▶ What needs to be done
Wherever the string "message" appears in a line of the listing below, report that line.

── Data for processing ──

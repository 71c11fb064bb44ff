// -*- coding: utf-8 -*-
//
// Simple file drop
//
// Copyright (C) 2011-2024 Michael Büsch <m@bues.ch>
//
// Licensed under the Apache License version 2.0
// or the MIT license, at your option.
// SPDX-License-Identifier: Apache-2.0 OR MIT

use crate::{
    config::Settings,
    fault::{Fault, FaultKind},
    formfields::{is_multipart, FormFields},
    pagegen::PageGen,
    reply::Reply,
    request::CgiRequest,
    sidelog::SideLog,
};
use fdrop_ident::UntrustedName;
use fdrop_store::{Stored, UploadDir};

const FILE_FIELD: &str = "file";

#[derive(Clone, Debug, PartialEq, Eq)]
pub enum UploadOutcome {
    /// Nothing was submitted. Show the form.
    Browse,
    Stored(Stored),
}

fn store_upload(
    req: &CgiRequest,
    dir: &UploadDir,
    settings: &Settings,
    now: i64,
) -> Result<UploadOutcome, Fault> {
    if req.meth != "POST" {
        return Err(Fault::new(
            FaultKind::MethodNotAllowed,
            format!("Invalid request method: {}. Use POST", req.meth),
        ));
    }
    if req.body.is_empty() {
        return Ok(UploadOutcome::Browse);
    }
    if !is_multipart(&req.body_type) {
        return Err(Fault::new(FaultKind::MissingInput, "No file field found"));
    }

    let fields = FormFields::new(&req.body, &req.body_type)
        .map_err(|e| Fault::new(FaultKind::MissingInput, "Malformed form data").with_detail(e))?;
    let Some(field) = fields.get(FILE_FIELD) else {
        return Err(Fault::new(FaultKind::MissingInput, "No file field found"));
    };
    let file_name = field.file_name().unwrap_or_default();
    if file_name.is_empty() {
        return Err(Fault::new(FaultKind::MissingInput, "No file uploaded"));
    }

    let name = UntrustedName::from(file_name).into_upload_name(now);
    let stored = dir.store(&name, field.data(), settings.max_name_attempts)?;
    Ok(UploadOutcome::Stored(stored))
}

/// Handle an upload request.
///
/// [now] is the unix time used for synthesized file names.
pub fn handle(req: &CgiRequest, settings: &Settings, log: &SideLog, now: i64) -> Reply {
    let pagegen = PageGen::new(settings);

    let dir = match UploadDir::open(&settings.upload_dir) {
        Ok(dir) => dir,
        Err(e) => {
            let fault =
                Fault::new(FaultKind::ServerFailure, "Unable to create upload directory")
                    .with_detail(format!("{e:#}"));
            log.log(&fault.log_line());
            return pagegen.upload_page(&Err(fault), &[]);
        }
    };

    let outcome = store_upload(req, &dir, settings, now);
    match &outcome {
        Ok(UploadOutcome::Stored(stored)) => {
            eprintln!("Stored upload '{}' ({} bytes).", stored.name, stored.size);
        }
        Ok(UploadOutcome::Browse) => (),
        Err(fault) => log.log(&fault.log_line()),
    }
    pagegen.upload_page(&outcome, &dir.list())
}


// vim: ts=4 sw=4 expandtab
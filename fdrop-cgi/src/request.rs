// -*- coding: utf-8 -*-
//
// Simple file drop
//
// Copyright (C) 2011-2024 Michael Büsch <m@bues.ch>
//
// Licensed under the Apache License version 2.0
// or the MIT license, at your option.
// SPDX-License-Identifier: Apache-2.0 OR MIT

/// The data of one CGI request.
#[derive(Clone, Debug, Default)]
pub struct CgiRequest {
    pub meth: String,
    pub query: String,
    pub body: Vec<u8>,
    pub body_type: String,
}

// vim: ts=4 sw=4 expandtab
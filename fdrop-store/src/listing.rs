// -*- coding: utf-8 -*-
//
// Simple file drop
//
// Copyright (C) 2011-2024 Michael Büsch <m@bues.ch>
//
// Licensed under the Apache License version 2.0
// or the MIT license, at your option.
// SPDX-License-Identifier: Apache-2.0 OR MIT

use fdrop_ident::extension;
use std::{collections::HashMap, fs, path::Path};

const KIB: u64 = 1024;
const MIB: u64 = KIB * 1024;
const GIB: u64 = MIB * 1024;

const DISPLAY_NAME_MAX: usize = 15;
const DISPLAY_NAME_KEEP: usize = 12;

#[derive(Clone, Copy, PartialEq, Eq, Debug)]
pub enum Icon {
    Document,
    Text,
    Image,
    Video,
    Audio,
    Archive,
    Web,
    Style,
    Script,
    Php,
    Python,
    Code,
    Java,
    Data,
    Sheet,
    File,
}

lazy_static::lazy_static! {
    static ref ICONS: HashMap<&'static str, Icon> = HashMap::from([
        ("pdf", Icon::Document),
        ("txt", Icon::Document),
        ("doc", Icon::Text),
        ("docx", Icon::Text),
        ("jpg", Icon::Image),
        ("jpeg", Icon::Image),
        ("png", Icon::Image),
        ("gif", Icon::Image),
        ("svg", Icon::Image),
        ("mp4", Icon::Video),
        ("avi", Icon::Video),
        ("mov", Icon::Video),
        ("mp3", Icon::Audio),
        ("wav", Icon::Audio),
        ("zip", Icon::Archive),
        ("rar", Icon::Archive),
        ("tar", Icon::Archive),
        ("gz", Icon::Archive),
        ("html", Icon::Web),
        ("css", Icon::Style),
        ("js", Icon::Script),
        ("php", Icon::Php),
        ("py", Icon::Python),
        ("cpp", Icon::Code),
        ("c", Icon::Code),
        ("java", Icon::Java),
        ("json", Icon::Data),
        ("xml", Icon::Data),
        ("csv", Icon::Sheet),
        ("xls", Icon::Sheet),
        ("xlsx", Icon::Sheet),
    ]);
}

impl Icon {
    /// Look up the icon for a file extension (without dot).
    pub fn for_extension(ext: &str) -> Self {
        ICONS
            .get(ext.to_lowercase().as_str())
            .copied()
            .unwrap_or(Icon::File)
    }

    /// CSS class name.
    pub fn class(&self) -> &'static str {
        match self {
            Self::Document => "document",
            Self::Text => "text",
            Self::Image => "image",
            Self::Video => "video",
            Self::Audio => "audio",
            Self::Archive => "archive",
            Self::Web => "web",
            Self::Style => "style",
            Self::Script => "script",
            Self::Php => "php",
            Self::Python => "python",
            Self::Code => "code",
            Self::Java => "java",
            Self::Data => "data",
            Self::Sheet => "sheet",
            Self::File => "file",
        }
    }

    pub fn glyph(&self) -> &'static str {
        match self {
            Self::Document => "\u{1F4C4}",
            Self::Text => "\u{1F4DD}",
            Self::Image => "\u{1F5BC}\u{FE0F}",
            Self::Video => "\u{1F3AC}",
            Self::Audio => "\u{1F3B5}",
            Self::Archive => "\u{1F5DC}\u{FE0F}",
            Self::Web => "\u{1F310}",
            Self::Style => "\u{1F3A8}",
            Self::Script => "\u{26A1}",
            Self::Php => "\u{1F418}",
            Self::Python => "\u{1F40D}",
            Self::Code => "\u{2699}\u{FE0F}",
            Self::Java => "\u{2615}",
            Self::Data => "\u{1F4CB}",
            Self::Sheet => "\u{1F4CA}",
            Self::File => "\u{1F4C1}",
        }
    }
}

/// Format a byte count with binary units.
pub fn format_size(size: u64) -> String {
    if size >= GIB {
        format!("{:.2} GB", size as f64 / GIB as f64)
    } else if size >= MIB {
        format!("{:.2} MB", size as f64 / MIB as f64)
    } else if size >= KIB {
        format!("{:.2} KB", size as f64 / KIB as f64)
    } else {
        format!("{size} bytes")
    }
}

/// One regular file in the upload directory.
#[derive(Clone, Debug, PartialEq, Eq)]
pub struct FileRecord {
    pub name: String,
    pub size: u64,
}

impl FileRecord {
    pub fn extension(&self) -> String {
        extension(&self.name)
    }

    pub fn icon(&self) -> Icon {
        Icon::for_extension(&self.extension())
    }

    pub fn human_size(&self) -> String {
        format_size(self.size)
    }

    /// Get the name shortened for display in the listing.
    pub fn display_name(&self) -> String {
        if self.name.chars().count() > DISPLAY_NAME_MAX {
            let mut name: String = self.name.chars().take(DISPLAY_NAME_KEEP).collect();
            name.push_str("...");
            name
        } else {
            self.name.clone()
        }
    }
}

/// Get all regular files directly inside of [dir], sorted by name.
///
/// An unreadable directory results in an empty list.
pub fn list_files(dir: &Path) -> Vec<FileRecord> {
    let mut files = Vec::with_capacity(64);
    if let Ok(dir_reader) = fs::read_dir(dir) {
        for entry in dir_reader {
            let Ok(entry) = entry else {
                continue;
            };
            // Follows symlinks.
            let Ok(meta) = fs::metadata(entry.path()) else {
                continue;
            };
            if !meta.is_file() {
                continue; // Not a regular file.
            }
            let Ok(name) = entry.file_name().into_string() else {
                continue; // Entry name is not a valid str.
            };
            files.push(FileRecord {
                name,
                size: meta.len(),
            });
        }
    }
    files.sort_by(|a, b| a.name.cmp(&b.name));
    files
}

#[cfg(test)]
mod tests {
    use super::*;
    use tempfile::TempDir;

    #[test]
    fn test_format_size() {
        assert_eq!(format_size(0), "0 bytes");
        assert_eq!(format_size(10), "10 bytes");
        assert_eq!(format_size(1023), "1023 bytes");
        assert_eq!(format_size(1024), "1.00 KB");
        assert_eq!(format_size(1536), "1.50 KB");
        assert_eq!(format_size(MIB), "1.00 MB");
        assert_eq!(format_size(5 * MIB + MIB / 4), "5.25 MB");
        assert_eq!(format_size(GIB), "1.00 GB");
        assert_eq!(format_size(3 * GIB), "3.00 GB");
    }

    #[test]
    fn test_icon() {
        assert_eq!(Icon::for_extension("pdf"), Icon::Document);
        assert_eq!(Icon::for_extension("JPG"), Icon::Image);
        assert_eq!(Icon::for_extension("xlsx"), Icon::Sheet);
        assert_eq!(Icon::for_extension("exe"), Icon::File);
        assert_eq!(Icon::for_extension(""), Icon::File);
        assert_eq!(Icon::File.class(), "file");
        assert_eq!(Icon::Document.glyph(), "📄");
    }

    #[test]
    fn test_record() {
        let r = FileRecord {
            name: "holiday.photo.JPEG".to_string(),
            size: 2048,
        };
        assert_eq!(r.extension(), "jpeg");
        assert_eq!(r.icon(), Icon::Image);
        assert_eq!(r.human_size(), "2.00 KB");
        assert_eq!(r.display_name(), "holiday.phot...");

        let r = FileRecord {
            name: "exactly15chars_".to_string(),
            size: 0,
        };
        assert_eq!(r.display_name(), "exactly15chars_");

        let r = FileRecord {
            name: "sixteen_chars_ab".to_string(),
            size: 0,
        };
        assert_eq!(r.display_name(), "sixteen_char...");
    }

    #[test]
    fn test_list_files() {
        let tmp = TempDir::new().unwrap();
        fs::write(tmp.path().join("b.txt"), b"0123456789").unwrap();
        fs::write(tmp.path().join("a.pdf"), b"").unwrap();
        fs::create_dir(tmp.path().join("subdir")).unwrap();
        fs::write(tmp.path().join("subdir").join("nested.txt"), b"x").unwrap();

        let files = list_files(tmp.path());
        assert_eq!(
            files,
            vec![
                FileRecord {
                    name: "a.pdf".to_string(),
                    size: 0,
                },
                FileRecord {
                    name: "b.txt".to_string(),
                    size: 10,
                },
            ]
        );
    }

    #[test]
    fn test_list_files_unreadable() {
        let tmp = TempDir::new().unwrap();
        assert!(list_files(&tmp.path().join("does-not-exist")).is_empty());
    }
}

// vim: ts=4 sw=4 expandtab
// -*- coding: utf-8 -*-
//
// Simple file drop
//
// Copyright (C) 2011-2024 Michael Büsch <m@bues.ch>
//
// Licensed under the Apache License version 2.0
// or the MIT license, at your option.
// SPDX-License-Identifier: Apache-2.0 OR MIT

use anyhow::{self as ah, format_err as err};
use querystrong::QueryStrong;
use std::collections::HashMap;

/// Decoded `name=value` pairs of a query string or urlencoded form body.
#[derive(Clone, Debug, Default)]
pub struct Query {
    items: HashMap<String, Vec<u8>>,
}

impl Query {
    pub fn new(items: HashMap<String, Vec<u8>>) -> Self {
        Self { items }
    }

    pub fn parse(query: &str) -> ah::Result<Self> {
        if query.trim().is_empty() {
            return Ok(Default::default());
        }
        let Ok(q) = QueryStrong::parse(query) else {
            return Err(err!("Invalid query string."));
        };
        let mut items = HashMap::with_capacity(q.len());
        if let Some(q) = q.as_map() {
            for (n, v) in q {
                if let querystrong::Value::String(v) = v {
                    items.insert(n.to_string(), v.as_bytes().to_vec());
                }
            }
        }
        Ok(Self::new(items))
    }

    pub fn get(&self, name: &str) -> Option<Vec<u8>> {
        self.items.get(name).cloned()
    }

    pub fn get_str(&self, name: &str) -> Option<String> {
        if let Some(v) = self.get(name) {
            String::from_utf8(v).ok()
        } else {
            None
        }
    }

    pub fn into_items(self) -> HashMap<String, Vec<u8>> {
        self.items
    }
}


// vim: ts=4 sw=4 expandtab
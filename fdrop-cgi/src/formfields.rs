// -*- coding: utf-8 -*-
//
// Simple file drop
//
// Copyright (C) 2011-2024 Michael Büsch <m@bues.ch>
//
// Licensed under the Apache License version 2.0
// or the MIT license, at your option.
// SPDX-License-Identifier: Apache-2.0 OR MIT

use crate::query::Query;
use anyhow::{self as ah, format_err as err, Context as _};
use multer::{parse_boundary, Multipart};
use std::collections::HashMap;
use tokio::runtime;

const MIME_MULTIPART: &str = "multipart/form-data";
const MIME_URLENCODED: &str = "application/x-www-form-urlencoded";

fn mime_essence(mime: &str) -> String {
    mime.split(';')
        .next()
        .unwrap_or_default()
        .trim()
        .to_ascii_lowercase()
}

pub fn is_multipart(mime: &str) -> bool {
    mime_essence(mime) == MIME_MULTIPART
}

pub fn is_urlencoded(mime: &str) -> bool {
    mime_essence(mime) == MIME_URLENCODED
}

#[derive(Clone, Debug, Default, PartialEq, Eq)]
pub struct FormField {
    file_name: Option<String>,
    data: Vec<u8>,
}

impl FormField {
    /// The file name declared by the client, if this is a file field.
    pub fn file_name(&self) -> Option<&str> {
        self.file_name.as_deref()
    }

    pub fn data(&self) -> &[u8] {
        &self.data
    }
}

/// Decoded fields of a form submission.
#[derive(Clone, Debug, Default)]
pub struct FormFields {
    items: HashMap<String, FormField>,
}

impl FormFields {
    /// Decode a `multipart/form-data` or urlencoded request body.
    ///
    /// If a field name occurs more than once, the first one wins.
    pub fn new(body: &[u8], body_mime: &str) -> ah::Result<Self> {
        if body.is_empty() {
            return Ok(Default::default());
        }
        if is_multipart(body_mime) {
            runtime::Builder::new_current_thread()
                .build()
                .context("Tokio runtime builder")?
                .block_on(Self::from_multipart(body, body_mime))
        } else if is_urlencoded(body_mime) {
            Self::from_urlencoded(body)
        } else {
            Err(err!("Unsupported form content type '{body_mime}'."))
        }
    }

    async fn from_multipart(body: &[u8], body_mime: &str) -> ah::Result<Self> {
        let boundary = parse_boundary(body_mime).context("Parse form-data boundary")?;
        let mut multipart = Multipart::with_reader(body, boundary);
        let mut items = HashMap::new();
        while let Some(field) = multipart.next_field().await.context("Multipart field")? {
            let Some(name) = field.name() else {
                continue;
            };
            let name = name.to_string();
            let file_name = field.file_name().map(|f| f.to_string());
            let data = field.bytes().await.context("Multipart field data")?;
            let data = data.to_vec();
            items.entry(name).or_insert(FormField { file_name, data });
        }
        Ok(Self { items })
    }

    fn from_urlencoded(body: &[u8]) -> ah::Result<Self> {
        let body = std::str::from_utf8(body).context("Form data UTF-8 encoding")?;
        let items = Query::parse(body)?
            .into_items()
            .into_iter()
            .map(|(name, data)| {
                let field = FormField {
                    file_name: None,
                    data,
                };
                (name, field)
            })
            .collect();
        Ok(Self { items })
    }

    pub fn get(&self, name: &str) -> Option<&FormField> {
        self.items.get(name)
    }

    pub fn get_str(&self, name: &str) -> Option<String> {
        let field = self.get(name)?;
        String::from_utf8(field.data.clone()).ok()
    }
}

#[cfg(test)]
mod tests {
    use super::*;
    use crate::testutil::{multipart_body, BOUNDARY_MIME};

    #[test]
    fn test_mime() {
        assert!(is_multipart("multipart/form-data; boundary=abc"));
        assert!(is_multipart("Multipart/Form-Data;boundary=abc"));
        assert!(!is_multipart("text/plain"));
        assert!(is_urlencoded("application/x-www-form-urlencoded"));
        assert!(is_urlencoded("application/x-www-form-urlencoded; charset=UTF-8"));
        assert!(!is_urlencoded(""));
    }

    #[test]
    fn test_multipart() {
        let payload: Vec<u8> = vec![0, 1, 2, 0xFF, b'\r', b'\n', b'-', b'-', 0x80];
        let body = multipart_body(&[
            ("comment", None, b"hello".as_slice()),
            ("file", Some("report.pdf"), payload.as_slice()),
        ]);
        let fields = FormFields::new(&body, BOUNDARY_MIME).unwrap();

        let file = fields.get("file").unwrap();
        assert_eq!(file.file_name(), Some("report.pdf"));
        assert_eq!(file.data(), payload.as_slice());

        let comment = fields.get("comment").unwrap();
        assert_eq!(comment.file_name(), None);
        assert_eq!(fields.get_str("comment").as_deref(), Some("hello"));
        assert!(fields.get("other").is_none());
    }

    #[test]
    fn test_multipart_first_wins() {
        let body = multipart_body(&[
            ("file", Some("a.txt"), b"first".as_slice()),
            ("file", Some("b.txt"), b"second".as_slice()),
        ]);
        let fields = FormFields::new(&body, BOUNDARY_MIME).unwrap();
        let file = fields.get("file").unwrap();
        assert_eq!(file.file_name(), Some("a.txt"));
        assert_eq!(file.data(), b"first");
    }

    #[test]
    fn test_multipart_malformed() {
        assert!(FormFields::new(b"garbage", BOUNDARY_MIME).is_err());
        assert!(FormFields::new(b"garbage", "multipart/form-data").is_err());
    }

    #[test]
    fn test_urlencoded() {
        let fields = FormFields::new(
            b"filename=report.pdf&_method=DELETE",
            "application/x-www-form-urlencoded",
        )
        .unwrap();
        assert_eq!(fields.get_str("filename").as_deref(), Some("report.pdf"));
        assert_eq!(fields.get_str("_method").as_deref(), Some("DELETE"));
        assert_eq!(fields.get("filename").unwrap().file_name(), None);
    }

    #[test]
    fn test_empty_and_unsupported() {
        let fields = FormFields::new(b"", "").unwrap();
        assert!(fields.get("file").is_none());
        assert!(FormFields::new(b"data", "text/plain").is_err());
    }
}

// vim: ts=4 sw=4 expandtab
// -*- coding: utf-8 -*-
//
// Simple file drop
//
// Copyright (C) 2011-2024 Michael Büsch <m@bues.ch>
//
// Licensed under the Apache License version 2.0
// or the MIT license, at your option.
// SPDX-License-Identifier: Apache-2.0 OR MIT

use crate::reply::HttpStatus;
use fdrop_store::StoreError;
use std::fmt;

#[derive(Clone, Copy, PartialEq, Eq, Debug)]
pub enum FaultKind {
    MethodNotAllowed,
    MissingInput,
    NotFound,
    Forbidden,
    NameExhausted,
    ServerFailure,
}

impl FaultKind {
    pub fn status(&self) -> HttpStatus {
        match self {
            Self::MethodNotAllowed => HttpStatus::MethodNotAllowed,
            Self::MissingInput => HttpStatus::BadRequest,
            Self::NotFound => HttpStatus::NotFound,
            Self::Forbidden => HttpStatus::Forbidden,
            Self::NameExhausted => HttpStatus::Conflict,
            Self::ServerFailure => HttpStatus::BadGateway,
        }
    }
}

/// A failed request.
///
/// The message is shown to the user.
/// The detail only goes to the log.
#[derive(Clone, Debug)]
pub struct Fault {
    kind: FaultKind,
    message: String,
    detail: Option<String>,
}

impl Fault {
    pub fn new(kind: FaultKind, message: impl Into<String>) -> Self {
        Self {
            kind,
            message: message.into(),
            detail: None,
        }
    }

    pub fn with_detail(mut self, detail: impl fmt::Display) -> Self {
        self.detail = Some(detail.to_string());
        self
    }

    pub fn kind(&self) -> FaultKind {
        self.kind
    }

    pub fn status(&self) -> HttpStatus {
        self.kind.status()
    }

    pub fn message(&self) -> &str {
        &self.message
    }

    pub fn log_line(&self) -> String {
        match &self.detail {
            Some(detail) => format!("{}: {detail}", self.message),
            None => self.message.clone(),
        }
    }
}

impl fmt::Display for Fault {
    fn fmt(&self, f: &mut fmt::Formatter<'_>) -> fmt::Result {
        f.write_str(&self.message)
    }
}

impl From<StoreError> for Fault {
    fn from(err: StoreError) -> Self {
        match err {
            StoreError::NotFound => Fault::new(FaultKind::NotFound, "File not found"),
            StoreError::NotWritable => Fault::new(FaultKind::Forbidden, "File not writable"),
            StoreError::Exhausted(_) => {
                Fault::new(FaultKind::NameExhausted, "No free file name available").with_detail(err)
            }
            StoreError::Write(_) => {
                Fault::new(FaultKind::ServerFailure, "Unable to save file").with_detail(err)
            }
            StoreError::Unlink(_) => Fault::new(
                FaultKind::ServerFailure,
                "Delete operation failed (server error)",
            )
            .with_detail(err),
        }
    }
}


// vim: ts=4 sw=4 expandtab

───

▶ Your response
/// The message is shown to the user.
    message: String,
    pub fn new(kind: FaultKind, message: impl Into<String>) -> Self {
            message: message.into(),
    pub fn message(&self) -> &str {
        &self.message
            Some(detail) => format!("{}: {detail}", self.message),
            None => self.message.clone(),
        f.write_str(&self.message)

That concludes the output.